The Steam Controller went on sale on May 4th, 2026, and sold out faster than most people anticipated, and that’s saying something, because expectations were already high.
I won’t sugarcoat it: attempting to buy the controller was not a smooth experience. In an attempt to streamline checkout, I preloaded my Steam Wallet rather than using a credit card. My logic was simple: if you’re buying directly from Valve, using Valve’s own payment system should make things easier. It certainly did not.
Despite having the controller in my cart and a funded wallet, I ran into repeated purchase failures. The only solution was hammering the retry button until Steam finally processed the order.
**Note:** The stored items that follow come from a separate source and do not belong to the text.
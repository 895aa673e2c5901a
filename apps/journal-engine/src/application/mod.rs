//! Application Layer
//!
//! The application layer orchestrates domain logic through services and use
//! cases. It defines:
//!
//! - **Ports**: Interfaces for the broker, local storage and the backup mirror
//! - **Services**: Stores, the log walker, enrichment and sync coordination
//! - **Use Cases**: Request-scoped workflows such as a ledger refresh
//! - **Events**: The instance-scoped change notification bus

pub mod events;
pub mod ports;
pub mod services;
pub mod use_cases;

pub use events::{EventBus, JournalEvent};
pub use ports::*;
pub use services::*;
pub use use_cases::*;
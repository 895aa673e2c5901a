//! Broker Adapters
//!
//! Implementations of the ledger ports for supported brokers.

pub mod oanda;

pub use oanda::{OandaConfig, OandaEnvironment, OandaError, OandaLedgerAdapter, RetryConfig};
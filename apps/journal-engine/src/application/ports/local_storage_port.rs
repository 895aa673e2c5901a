//! Local Storage Port (Driven Port)
//!
//! Durable key/value documents on the local device. Writes are synchronous so
//! that a successful `put` on a store means the data is on disk.

use thiserror::Error;

/// Local storage error.
#[derive(Debug, Clone, PartialEq, Eq, Error)]
pub enum StorageError {
    /// Reading or writing failed.
    #[error("Storage I/O error for '{key}': {message}")]
    Io {
        /// Document key.
        key: String,
        /// Error details.
        message: String,
    },

    /// A stored document could not be parsed.
    #[error("Corrupt document '{key}': {message}")]
    Corrupt {
        /// Document key.
        key: String,
        /// Error details.
        message: String,
    },

    /// A value could not be serialized.
    #[error("Serialization error: {message}")]
    Serialize {
        /// Error details.
        message: String,
    },
}

/// Port for local document storage.
pub trait LocalStoragePort: Send + Sync {
    /// Read a document, `None` when it has never been written.
    fn read(&self, key: &str) -> Result<Option<String>, StorageError>;

    /// Replace a document.
    fn write(&self, key: &str, contents: &str) -> Result<(), StorageError>;
}
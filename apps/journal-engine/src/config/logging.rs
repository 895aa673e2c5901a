//! Logging configuration.

use serde::{Deserialize, Serialize};

/// Logging configuration.
#[derive(Debug, Clone, Serialize, Deserialize)]
pub struct LoggingConfig {
    /// Default level when `RUST_LOG` is unset.
    #[serde(default = "default_log_level")]
    pub level: String,
}

impl Default for LoggingConfig {
    fn default() -> Self {
        Self {
            level: default_log_level(),
        }
    }
}

fn default_log_level() -> String {
    "info".to_string()
}
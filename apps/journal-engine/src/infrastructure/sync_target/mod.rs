//! Sync Target Adapters
//!
//! Implementations of `SyncTargetPort`.

pub mod file_mirror;

pub use file_mirror::FileMirrorTarget;
//! In-memory document storage for testing.

use std::collections::HashMap;

use parking_lot::RwLock;

use crate::application::ports::{LocalStoragePort, StorageError};

/// In-memory implementation of `LocalStoragePort`.
///
/// Suitable for testing and development. Nothing survives the process.
#[derive(Debug, Default)]
pub struct InMemoryStorage {
    documents: RwLock<HashMap<String, String>>,
}

impl InMemoryStorage {
    /// Create an empty store.
    #[must_use]
    pub fn new() -> Self {
        Self::default()
    }

    /// Number of stored documents.
    #[must_use]
    pub fn len(&self) -> usize {
        self.documents.read().len()
    }

    /// Whether nothing has been written.
    #[must_use]
    pub fn is_empty(&self) -> bool {
        self.documents.read().is_empty()
    }
}

impl LocalStoragePort for InMemoryStorage {
    fn read(&self, key: &str) -> Result<Option<String>, StorageError> {
        Ok(self.documents.read().get(key).cloned())
    }

    fn write(&self, key: &str, contents: &str) -> Result<(), StorageError> {
        self.documents
            .write()
            .insert(key.to_string(), contents.to_string());
        Ok(())
    }
}

#[cfg(test)]
mod tests {
    use super::*;

    #[test]
    fn read_missing_is_none() {
        let storage = InMemoryStorage::new();
        assert_eq!(storage.read("nothing").unwrap(), None);
        assert!(storage.is_empty());
    }

    #[test]
    fn write_replaces() {
        let storage = InMemoryStorage::new();
        storage.write("k", "1").unwrap();
        storage.write("k", "2").unwrap();
        assert_eq!(storage.read("k").unwrap().as_deref(), Some("2"));
        assert_eq!(storage.len(), 1);
    }
}
//! Annotation Store
//!
//! Durable, id-keyed overlay of the user-owned trade fields. Every mutation is
//! persisted through the local storage port before it becomes visible, and
//! announced on the event bus after it has been persisted.

use std::collections::{BTreeMap, BTreeSet};
use std::sync::Arc;

use parking_lot::RwLock;
use rust_decimal::Decimal;

use crate::application::events::{EventBus, JournalEvent};
use crate::application::ports::{LocalStoragePort, StorageError};
use crate::domain::annotation::{AnnotationPatch, AnnotationRecord};
use crate::domain::shared::TradeId;

/// Storage key of the annotation map.
pub const ANNOTATIONS_KEY: &str = "journal_data";

/// Local annotation overlay.
pub struct AnnotationStore {
    records: RwLock<BTreeMap<TradeId, AnnotationRecord>>,
    storage: Arc<dyn LocalStoragePort>,
    events: EventBus,
}

impl std::fmt::Debug for AnnotationStore {
    fn fmt(&self, f: &mut std::fmt::Formatter<'_>) -> std::fmt::Result {
        f.debug_struct("AnnotationStore")
            .field("records", &self.records.read().len())
            .finish_non_exhaustive()
    }
}

impl AnnotationStore {
    /// Load the overlay from storage.
    ///
    /// A missing document is an empty overlay; an unparsable one is an error
    /// so that a corrupt file is never silently replaced.
    pub fn open(storage: Arc<dyn LocalStoragePort>, events: EventBus) -> Result<Self, StorageError> {
        let records = match storage.read(ANNOTATIONS_KEY)? {
            Some(raw) => serde_json::from_str(&raw).map_err(|e| StorageError::Corrupt {
                key: ANNOTATIONS_KEY.to_string(),
                message: e.to_string(),
            })?,
            None => BTreeMap::new(),
        };

        tracing::debug!(records = records.len(), "Annotation store loaded");

        Ok(Self {
            records: RwLock::new(records),
            storage,
            events,
        })
    }

    /// Annotation record for a trade.
    pub fn get(&self, trade_id: &TradeId) -> Option<AnnotationRecord> {
        self.records.read().get(trade_id).cloned()
    }

    /// Merge `patch` into the trade's record, creating it if needed.
    ///
    /// On a persistence failure the in-memory state is rolled back and no
    /// event is published.
    pub fn put(
        &self,
        trade_id: &TradeId,
        patch: AnnotationPatch,
    ) -> Result<AnnotationRecord, StorageError> {
        if patch.is_empty() {
            return Ok(self.get(trade_id).unwrap_or_default());
        }

        let updated = {
            let mut records = self.records.write();
            let previous = records.get(trade_id).cloned();
            let mut record = previous.clone().unwrap_or_default();
            patch.apply_to(&mut record);
            records.insert(trade_id.clone(), record.clone());

            if let Err(e) = self.persist(&records) {
                match previous {
                    Some(previous) => records.insert(trade_id.clone(), previous),
                    None => records.remove(trade_id),
                };
                tracing::warn!(trade_id = %trade_id, error = %e, "Annotation write failed, rolled back");
                return Err(e);
            }
            record
        };

        self.events.publish(JournalEvent::AnnotationChanged {
            trade_id: trade_id.clone(),
        });
        Ok(updated)
    }

    /// Every tag used on any record, deduplicated and sorted.
    pub fn all_tags(&self) -> BTreeSet<String> {
        self.records
            .read()
            .values()
            .flat_map(|record| record.tags.iter().cloned())
            .collect()
    }

    /// Pinned initial stop-loss for a trade.
    pub fn pinned_initial_stop(&self, trade_id: &TradeId) -> Option<Decimal> {
        self.records
            .read()
            .get(trade_id)
            .and_then(|record| record.initial_stop_loss)
    }

    /// Copy of the whole overlay.
    pub fn snapshot(&self) -> BTreeMap<TradeId, AnnotationRecord> {
        self.records.read().clone()
    }

    /// Run `f` against the overlay without copying it.
    pub fn with_records<R>(&self, f: impl FnOnce(&BTreeMap<TradeId, AnnotationRecord>) -> R) -> R {
        f(&self.records.read())
    }

    /// Replace records wholesale by id; ids not in `incoming` are kept.
    ///
    /// One persist and one notification for the whole batch. Returns the
    /// number of records written.
    pub fn overlay(
        &self,
        incoming: BTreeMap<TradeId, AnnotationRecord>,
    ) -> Result<usize, StorageError> {
        let count = incoming.len();
        if count == 0 {
            return Ok(0);
        }

        {
            let mut records = self.records.write();
            let previous = records.clone();
            records.extend(incoming);

            if let Err(e) = self.persist(&records) {
                *records = previous;
                return Err(e);
            }
        }

        self.events
            .publish(JournalEvent::AnnotationsImported { count });
        Ok(count)
    }

    /// Number of records.
    pub fn len(&self) -> usize {
        self.records.read().len()
    }

    /// Whether no trade has been annotated.
    pub fn is_empty(&self) -> bool {
        self.records.read().is_empty()
    }

    fn persist(&self, records: &BTreeMap<TradeId, AnnotationRecord>) -> Result<(), StorageError> {
        let json = serde_json::to_string(records).map_err(|e| StorageError::Serialize {
            message: e.to_string(),
        })?;
        self.storage.write(ANNOTATIONS_KEY, &json)
    }
}

#[cfg(test)]
mod tests {
    use super::*;
    use crate::infrastructure::persistence::InMemoryStorage;
    use rust_decimal_macros::dec;

    struct FailingStorage;

    impl LocalStoragePort for FailingStorage {
        fn read(&self, _key: &str) -> Result<Option<String>, StorageError> {
            Ok(None)
        }

        fn write(&self, key: &str, _contents: &str) -> Result<(), StorageError> {
            Err(StorageError::Io {
                key: key.to_string(),
                message: "disk full".to_string(),
            })
        }
    }

    fn store() -> (AnnotationStore, Arc<InMemoryStorage>, EventBus) {
        let storage = Arc::new(InMemoryStorage::new());
        let events = EventBus::default();
        let store = AnnotationStore::open(storage.clone(), events.clone()).unwrap();
        (store, storage, events)
    }

    #[test]
    fn put_creates_then_merges() {
        let (store, _, _) = store();
        let id = TradeId::new("10");

        store
            .put(&id, AnnotationPatch::default().notes("first"))
            .unwrap();
        store
            .put(&id, AnnotationPatch::default().tags(["a", "b"]))
            .unwrap();

        let record = store.get(&id).unwrap();
        assert_eq!(record.notes, "first");
        assert_eq!(record.tags.len(), 2);
    }

    #[test]
    fn put_persists_and_reopens() {
        let (store, storage, events) = store();
        store
            .put(
                &TradeId::new("10"),
                AnnotationPatch::default().initial_stop_loss(dec!(1.0950)),
            )
            .unwrap();

        let reopened = AnnotationStore::open(storage, events).unwrap();
        assert_eq!(
            reopened.pinned_initial_stop(&TradeId::new("10")),
            Some(dec!(1.0950))
        );
    }

    #[test]
    fn put_rolls_back_on_storage_failure() {
        let store = AnnotationStore::open(Arc::new(FailingStorage), EventBus::default()).unwrap();
        let result = store.put(&TradeId::new("1"), AnnotationPatch::default().notes("x"));

        assert!(matches!(result, Err(StorageError::Io { .. })));
        assert!(store.get(&TradeId::new("1")).is_none());
        assert!(store.is_empty());
    }

    #[tokio::test]
    async fn put_publishes_change_event() {
        let (store, _, events) = store();
        let mut rx = events.subscribe();

        store
            .put(&TradeId::new("5"), AnnotationPatch::default().emotion("calm"))
            .unwrap();

        assert_eq!(
            rx.recv().await.unwrap(),
            JournalEvent::AnnotationChanged {
                trade_id: TradeId::new("5")
            }
        );
    }

    #[test]
    fn empty_patch_creates_nothing() {
        let (store, _, _) = store();
        store
            .put(&TradeId::new("1"), AnnotationPatch::default())
            .unwrap();
        assert!(store.is_empty());
    }

    #[test]
    fn all_tags_are_deduplicated_and_sorted() {
        let (store, _, _) = store();
        store
            .put(&TradeId::new("1"), AnnotationPatch::default().tags(["zeta", "alpha"]))
            .unwrap();
        store
            .put(&TradeId::new("2"), AnnotationPatch::default().tags(["alpha", "mid"]))
            .unwrap();

        let tags: Vec<String> = store.all_tags().into_iter().collect();
        assert_eq!(tags, vec!["alpha", "mid", "zeta"]);
    }

    #[test]
    fn overlay_replaces_by_id_and_keeps_local_only() {
        let (store, _, _) = store();
        store
            .put(
                &TradeId::new("1"),
                AnnotationPatch::default().notes("local").setup("breakout"),
            )
            .unwrap();
        store
            .put(&TradeId::new("2"), AnnotationPatch::default().notes("keep"))
            .unwrap();

        let incoming = BTreeMap::from([
            (
                TradeId::new("1"),
                AnnotationRecord {
                    notes: "foreign".to_string(),
                    ..AnnotationRecord::default()
                },
            ),
            (TradeId::new("3"), AnnotationRecord::default()),
        ]);
        assert_eq!(store.overlay(incoming).unwrap(), 2);

        let replaced = store.get(&TradeId::new("1")).unwrap();
        assert_eq!(replaced.notes, "foreign");
        assert_eq!(replaced.setup, "");
        assert_eq!(store.get(&TradeId::new("2")).unwrap().notes, "keep");
        assert!(store.get(&TradeId::new("3")).is_some());
    }

    #[test]
    fn corrupt_document_is_an_error() {
        let storage = Arc::new(InMemoryStorage::new());
        storage.write(ANNOTATIONS_KEY, "{not json").unwrap();
        let result = AnnotationStore::open(storage, EventBus::default());
        assert!(matches!(result, Err(StorageError::Corrupt { .. })));
    }
}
It was a frustrating exercise, and I was ultimately one of the lucky ones: someone who wanted the controller for gaming, testing, and review purposes and actually managed to get one.
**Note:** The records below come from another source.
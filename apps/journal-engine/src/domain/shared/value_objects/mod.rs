//! Value objects shared across the journal domain.

mod identifiers;
mod symbol;

pub use identifiers::{AccountId, StrategyId, TradeId, TransactionId};
pub use symbol::Symbol;
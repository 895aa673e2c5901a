//! In-memory unified trade list.

use parking_lot::RwLock;
use rust_decimal::Decimal;

use crate::domain::shared::TradeId;
use crate::domain::trade::Trade;

/// The unified trades currently shown to collaborators.
///
/// A refresh replaces the whole list; enrichment patches single trades.
#[derive(Debug, Default)]
pub struct TradeBook {
    trades: RwLock<Vec<Trade>>,
}

impl TradeBook {
    /// Create an empty book.
    #[must_use]
    pub fn new() -> Self {
        Self::default()
    }

    /// Replace every trade.
    pub fn replace(&self, trades: Vec<Trade>) {
        *self.trades.write() = trades;
    }

    /// Replace every trade with the list `build` returns, holding the write
    /// lock while it runs.
    ///
    /// A pin issued while `build` reads the annotation store waits and then
    /// lands on the new list instead of the one being discarded.
    pub fn replace_with(&self, build: impl FnOnce() -> Vec<Trade>) -> Vec<Trade> {
        let mut trades = self.trades.write();
        *trades = build();
        trades.clone()
    }

    /// Copy of every trade, in ledger order.
    pub fn trades(&self) -> Vec<Trade> {
        self.trades.read().clone()
    }

    /// Trade by id.
    pub fn get(&self, trade_id: &TradeId) -> Option<Trade> {
        self.trades.read().iter().find(|t| t.id() == trade_id).cloned()
    }

    /// Set the pinned initial stop of one trade. Returns whether it was found.
    pub fn pin_initial_stop(&self, trade_id: &TradeId, stop: Decimal) -> bool {
        let mut trades = self.trades.write();
        match trades.iter_mut().find(|t| t.id() == trade_id) {
            Some(trade) => {
                trade.annotation.initial_stop_loss = Some(stop);
                true
            }
            None => false,
        }
    }

    /// Number of trades.
    pub fn len(&self) -> usize {
        self.trades.read().len()
    }

    /// Whether the book is empty.
    pub fn is_empty(&self) -> bool {
        self.trades.read().is_empty()
    }
}
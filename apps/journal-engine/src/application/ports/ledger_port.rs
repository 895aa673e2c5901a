//! Ledger Ports (Driven Ports)
//!
//! Read-only access to the broker's trade ledger and transaction log.

use async_trait::async_trait;

use crate::domain::shared::{TradeId, TransactionId};
use crate::domain::trade::LedgerTrade;
use crate::domain::transaction::TransactionRecord;

/// Ledger port error.
#[derive(Debug, Clone, PartialEq, Eq, thiserror::Error)]
pub enum LedgerError {
    /// Credentials were rejected.
    #[error("Broker rejected credentials")]
    Auth,

    /// The requested resource does not exist.
    #[error("Not found: {resource}")]
    NotFound {
        /// What was requested.
        resource: String,
    },

    /// The broker could not be reached.
    #[error("Broker network error: {message}")]
    Network {
        /// Error details.
        message: String,
    },

    /// The broker answered with an error.
    #[error("Broker API error ({status}): {message}")]
    Api {
        /// HTTP status code.
        status: u16,
        /// Error message from the broker.
        message: String,
    },

    /// The response body could not be understood.
    #[error("Malformed broker response: {message}")]
    Decode {
        /// Error details.
        message: String,
    },
}

impl LedgerError {
    /// Whether this is a missing-resource error.
    #[must_use]
    pub const fn is_not_found(&self) -> bool {
        matches!(self, Self::NotFound { .. })
    }
}

/// Port for fetching the trade ledger.
#[async_trait]
pub trait TradeLedgerPort: Send + Sync {
    /// Fetch every open and closed trade, most recent entry first.
    ///
    /// All-or-nothing: an error is returned if either list fails.
    async fn fetch_trades(&self) -> Result<Vec<LedgerTrade>, LedgerError>;
}

/// Port for reading the immutable transaction log.
#[async_trait]
pub trait TransactionLogPort: Send + Sync {
    /// Fetch a single transaction by id.
    async fn transaction(&self, id: TransactionId) -> Result<TransactionRecord, LedgerError>;

    /// Fetch every transaction in the inclusive id range.
    async fn transaction_range(
        &self,
        from: TransactionId,
        to: TransactionId,
    ) -> Result<Vec<TransactionRecord>, LedgerError>;

    /// Id of the newest transaction on the account.
    async fn latest_transaction_id(&self) -> Result<TransactionId, LedgerError>;

    /// Ids of the transactions that closed a trade, oldest first.
    async fn closing_transaction_ids(
        &self,
        trade_id: &TradeId,
    ) -> Result<Vec<TransactionId>, LedgerError>;
}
The sellout window was somewhere between 30 and 60 minutes from the 10 AM Pacific launch. By the time the lunchtime crowd checked in, the store page was already showing the controller as unavailable. Shortly after, I checked eBay, and it was exactly what I expected. Secondary market prices reached as high as $300 for a controller that retails at $99. Some listings weren’t from individual flippers either; there were sellers moving what appeared to be bulk quantities. It’s a disappointing but predictable outcome, especially given that purchases were supposed to be limited to two per account.
If you missed the launch window, the advice is simple: don’t buy from resellers at inflated prices. Valve only sells the controller through Steam, so a restock will go through the same official channel when it arrives. Valve has indicated that it is monitoring demand closely and is prepared to ramp up production based on launch numbers. Paying 2–3x MSRP to a scalper only signals that the inflated market is sustainable. Don’t feed the beast.
The speed of this sellout sets an interesting baseline for how the Steam Machine might perform when it eventually ships. That console was supposed to arrive earlier this year, but the ongoing RAM crisis and spiking storage costs disrupted Valve’s timeline. If this launch was a test run, it’s a concerning preview. Hopefully Valve takes notes before the Steam Machine drops.